Just think of that contrast: Christians who avoid anything that could be seen as magic and non-Christians who view the product of Christian faith as fantastical. When we look at the miracles of Jesus in the scriptures, Christians see the power of God—a power our mortal minds can only have a limited understanding of—working through His Son to accomplish the Father’s purposes, but still as natural as anything we do in our everyday lives. For those on the outside, they see magic that goes against the laws of nature. (To be fair, when asked “How did Jesus perform His miracles?”, one girl in our Primary class answered with: “Magic.”)
I believe that fantasy is a useful way to express religious ideas that are difficult to explain through other means, just as the workings of the Holy Ghost are difficult to describe. Faith is like a piece of music that touches your heart and stirs your spirit in a way words can never describe. When the characters in a fantasy novel are able to overcome their challenges in ways they never thought possible, it mirrors the Christian belief that nothing is impossible with God.
I will confess that there was a time when I refused to read fantasy books, but not because I thought they were evil. Being a snobbish teenager, I believed they were beneath me. Fortunately for me (and anyone who enjoys my books), my older sister managed to find a book series that changed my mind. Over the years, I have learned to see the universal lessons taught in fantasy novels—lessons that, for the most part, transcend any one set of beliefs.
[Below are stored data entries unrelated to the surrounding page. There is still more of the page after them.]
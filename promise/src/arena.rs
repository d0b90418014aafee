use std::any::Any;
use std::sync::Arc;

use crate::cancel::CancelationRegistration;
use crate::outcome::{ErasedOutcome, Outcome, Payload, PromiseState, Reason};
use crate::progress::Fixed;

/// Read capability into the arena: `(slot index, read generation)`.
#[derive(Debug, Clone, Copy, PartialEq, Eq, Hash)]
pub(crate) struct SlotKey {
    pub index: u32,
    pub read_id: u32,
}

/// Write capability into the arena: `(slot index, write generation)`.
///
/// The write generation advances when the slot settles, so a key can win
/// at most one settlement.
#[derive(Debug, Clone, Copy, PartialEq, Eq, Hash)]
pub(crate) struct WriteKey {
    pub index: u32,
    pub write_id: u32,
}

/// Where a settled outcome is handed to a continuation.
#[derive(Debug, Clone, Copy, PartialEq, Eq)]
pub(crate) enum Dispatch {
    /// On the settling thread, synchronously.
    Inline,
    /// Posted to the runtime's foreground context.
    Foreground,
}

pub(crate) type Continuation = Box<dyn FnOnce(ErasedOutcome) + Send>;
pub(crate) type ProgressListener = Arc<dyn Fn(Fixed) + Send + Sync>;

/// Produces an independent copy of a resolved payload for duplicated readers.
pub(crate) type Cloner = fn(&(dyn Any + Send)) -> Payload;

/// A continuation waiting for a slot to settle. Each waiter owns one reader.
pub(crate) struct Waiter {
    pub dispatch: Dispatch,
    pub callback: Continuation,
}

/// State of one pooled promise.
pub(crate) struct PromiseSlot {
    pub read_id: u32,
    pub write_id: u32,
    pub live: bool,
    pub state: PromiseState,
    pub result: Option<ErasedOutcome>,
    pub waiters: Vec<Waiter>,
    /// Promise handles plus subscribed waiters.
    pub readers: u32,
    /// Live write capabilities minted for the current write generation.
    pub writers: u32,
    /// A reader took a rejected outcome.
    pub observed: bool,
    /// A combinator disposed this promise on purpose.
    pub suppressed: bool,
    pub progress: Fixed,
    pub progress_listeners: Vec<ProgressListener>,
    pub registration: Option<CancelationRegistration>,
    pub cloner: Option<Cloner>,
}

impl PromiseSlot {
    fn vacant() -> Self {
        Self {
            read_id: 0,
            write_id: 0,
            live: false,
            state: PromiseState::Pending,
            result: None,
            waiters: Vec::new(),
            readers: 0,
            writers: 0,
            observed: false,
            suppressed: false,
            progress: Fixed::ZERO,
            progress_listeners: Vec::new(),
            registration: None,
            cloner: None,
        }
    }

    pub fn read_key(&self, index: u32) -> SlotKey {
        SlotKey {
            index,
            read_id: self.read_id,
        }
    }

    /// Copies the settled outcome for one of several readers.
    pub fn clone_result(&self) -> Option<ErasedOutcome> {
        let result = self.result.as_ref()?;
        Some(match result {
            Outcome::Resolved(payload) => {
                let cloner = self
                    .cloner
                    .expect("Duplicated promise reader without a payload cloner");
                Outcome::Resolved(cloner(&**payload))
            }
            Outcome::Rejected(reason) => Outcome::Rejected(reason.clone()),
            Outcome::Canceled(reason) => Outcome::Canceled(reason.clone()),
        })
    }
}

/// What was left in a slot when it went back to the free list.
///
/// Dropped by the caller after the arena lock is released, since payloads
/// and listeners may own other promise handles.
pub(crate) struct Released {
    pub leftover: Option<ErasedOutcome>,
    /// Listeners of an abandoned pending slot.
    pub listeners: Vec<ProgressListener>,
    pub registration: Option<CancelationRegistration>,
    /// Set when the slot held a rejection nobody observed or suppressed.
    pub unhandled: Option<Reason>,
}

/// Generational arena of promise slots.
///
/// Slots are recycled through a LIFO free list. Releasing a slot advances
/// both generations, so every key minted for the previous tenant fails
/// its lookup.
pub(crate) struct StateArena {
    slots: Vec<PromiseSlot>,
    free_list: Vec<u32>,
    live: usize,
}

impl StateArena {
    pub fn with_capacity(capacity: usize) -> Self {
        Self {
            slots: Vec::with_capacity(capacity),
            free_list: Vec::new(),
            live: 0,
        }
    }

    /// Allocates a pending slot with one reader (the returned promise).
    pub fn allocate(&mut self) -> (SlotKey, WriteKey) {
        self.live += 1;
        let index = match self.free_list.pop() {
            Some(index) => index,
            None => {
                self.slots.push(PromiseSlot::vacant());
                (self.slots.len() - 1) as u32
            }
        };

        let slot = &mut self.slots[index as usize];
        slot.live = true;
        slot.state = PromiseState::Pending;
        slot.readers = 1;
        slot.writers = 1;
        slot.observed = false;
        slot.suppressed = false;
        slot.progress = Fixed::ZERO;
        slot.cloner = None;

        (
            slot.read_key(index),
            WriteKey {
                index,
                write_id: slot.write_id,
            },
        )
    }

    pub fn get(&self, key: SlotKey) -> Option<&PromiseSlot> {
        self.slots
            .get(key.index as usize)
            .filter(|slot| slot.live && slot.read_id == key.read_id)
    }

    pub fn get_mut(&mut self, key: SlotKey) -> Option<&mut PromiseSlot> {
        self.slots
            .get_mut(key.index as usize)
            .filter(|slot| slot.live && slot.read_id == key.read_id)
    }

    /// The slot if `key` may still settle it.
    pub fn writable(&mut self, key: WriteKey) -> Option<&mut PromiseSlot> {
        self.slots.get_mut(key.index as usize).filter(|slot| {
            slot.live && slot.write_id == key.write_id && slot.state == PromiseState::Pending
        })
    }

    pub fn is_writable(&self, key: WriteKey) -> bool {
        self.slots.get(key.index as usize).is_some_and(|slot| {
            slot.live && slot.write_id == key.write_id && slot.state == PromiseState::Pending
        })
    }

    /// Returns a slot with no readers to the free list. The slot must be
    /// settled, or pending with no writers left.
    pub fn release(&mut self, index: u32) -> Released {
        let slot = &mut self.slots[index as usize];
        debug_assert!(slot.live && slot.readers == 0);
        debug_assert!(slot.state.is_settled() || slot.writers == 0);

        let leftover = slot.result.take();
        let unhandled = match &leftover {
            Some(Outcome::Rejected(reason)) if !slot.observed && !slot.suppressed => {
                Some(reason.clone())
            }
            _ => None,
        };

        let listeners = std::mem::take(&mut slot.progress_listeners);
        let registration = slot.registration.take();
        slot.live = false;
        slot.writers = 0;
        slot.read_id = slot.read_id.wrapping_add(1);
        slot.write_id = slot.write_id.wrapping_add(1);
        slot.state = PromiseState::Pending;
        slot.cloner = None;
        self.free_list.push(index);
        self.live -= 1;

        Released {
            leftover,
            listeners,
            registration,
            unhandled,
        }
    }

    /// Number of slots currently handed out.
    pub fn live_count(&self) -> usize {
        self.live
    }

    /// Total slots ever allocated, live or free.
    pub fn capacity(&self) -> usize {
        self.slots.len()
    }
}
I doubt my opinion could change anyone’s mind when it comes to choosing whether or not to read fantasy. Those who avoid it have their reasons and I agree that it’s important to differentiate between good power and evil power. But if you are a reader who enjoys fantasy, know that you are not alone in your interest. You can learn a lot from fantasy stories if you are willing to read with the right eyes.
Side note: In preparing this post, I discovered a website called Geeks under Grace. One particular post addresses the same topic as this one I have written, but there entire website is worth a look if you are a Christian who is interested in fantasy.